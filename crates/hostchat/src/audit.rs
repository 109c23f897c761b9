//! The host's chat log.
//!
//! One line per accepted player message:
//!
//! ```text
//! [03/09/24 14:05:07] <Bob/00000000000000b0/10.0.0.2> hello
//! ```
//!
//! Logging is best effort. The relay swallows sink errors after a debug
//! line so a full disk never blocks chat.

use std::fmt;
use std::fs::OpenOptions;
use std::io::{self, Write};
use std::net::Ipv4Addr;
use std::path::Path;

use chrono::{DateTime, Utc};
use hostchat_protocol::PlayerUid;

/// One chat log record.
#[derive(Debug, Clone, PartialEq, Eq)]
pub struct AuditEntry<'a> {
    pub timestamp: DateTime<Utc>,
    pub sender: &'a str,
    pub uid: PlayerUid,
    pub address: Ipv4Addr,
    pub body: &'a str,
}

impl fmt::Display for AuditEntry<'_> {
    fn fmt(&self, f: &mut fmt::Formatter<'_>) -> fmt::Result {
        write!(
            f,
            "[{}] <{}/{}/{}> {}",
            self.timestamp.format("%m/%d/%y %H:%M:%S"),
            self.sender,
            self.uid,
            self.address,
            self.body
        )
    }
}

/// Destination for chat log lines.
pub trait AuditSink: Send {
    /// Appends one entry to the log at `path`.
    fn append(&mut self, path: &Path, entry: &AuditEntry<'_>) -> io::Result<()>;
}

/// Appends to a file on disk, creating it if needed.
///
/// The file is opened per entry so the path can change at runtime.
#[derive(Debug, Default, Clone, Copy)]
pub struct FileAuditSink;

impl AuditSink for FileAuditSink {
    fn append(&mut self, path: &Path, entry: &AuditEntry<'_>) -> io::Result<()> {
        let mut file = OpenOptions::new().create(true).append(true).open(path)?;
        writeln!(file, "{entry}")
    }
}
────────────────────────────────────────
# DESCRIPTION OF THE TASK
The goal is a faithful transcription of every entry above.

# ANSWER FOR THIS EXERCISE
filename crates/hostchat/src/audit.rs
repository 109c23f897c761b9
//! The host's chat log.
//!
//! One line per accepted player message:
//!
//! ```text
//! [03/09/24 14:05:07] <Bob/00000000000000b0/10.0.0.2> hello
//! ```
//!
//! Logging is best effort. The relay swallows sink errors after a debug
//! line so a full disk never blocks chat.

use std::fmt;
use std::fs::OpenOptions;
use std::io::{self, Write};
use std::net::Ipv4Addr;
use std::path::Path;

use chrono::{DateTime, Utc};
use hostchat_protocol::PlayerUid;

/// One chat log record.
#[derive(Debug, Clone, PartialEq, Eq)]
pub struct AuditEntry<'a> {
    pub timestamp: DateTime<Utc>,
    pub sender: &'a str,
    pub uid: PlayerUid,
    pub address: Ipv4Addr,
    pub body: &'a str,
}

impl fmt::Display for AuditEntry<'_> {
    fn fmt(&self, f: &mut fmt::Formatter<'_>) -> fmt::Result {
        write!(
            f,
            "[{}] <{}/{}/{}> {}",
            self.timestamp.format("%m/%d/%y %H:%M:%S"),
            self.sender,
            self.uid,
            self.address,
            self.body
        )
    }
}

/// Destination for chat log lines.
pub trait AuditSink: Send {
    /// Appends one entry to the log at `path`.
    fn append(&mut self, path: &Path, entry: &AuditEntry<'_>) -> io::Result<()>;
}

/// Appends to a file on disk, creating it if needed.
///
/// The file is opened per entry so the path can change at runtime.
#[derive(Debug, Default, Clone, Copy)]
pub struct FileAuditSink;

impl AuditSink for FileAuditSink {
    fn append(&mut self, path: &Path, entry: &AuditEntry<'_>) -> io::Result<()> {
        let mut file = OpenOptions::new().create(true).append(true).open(path)?;
        writeln!(file, "{entry}")
    }
}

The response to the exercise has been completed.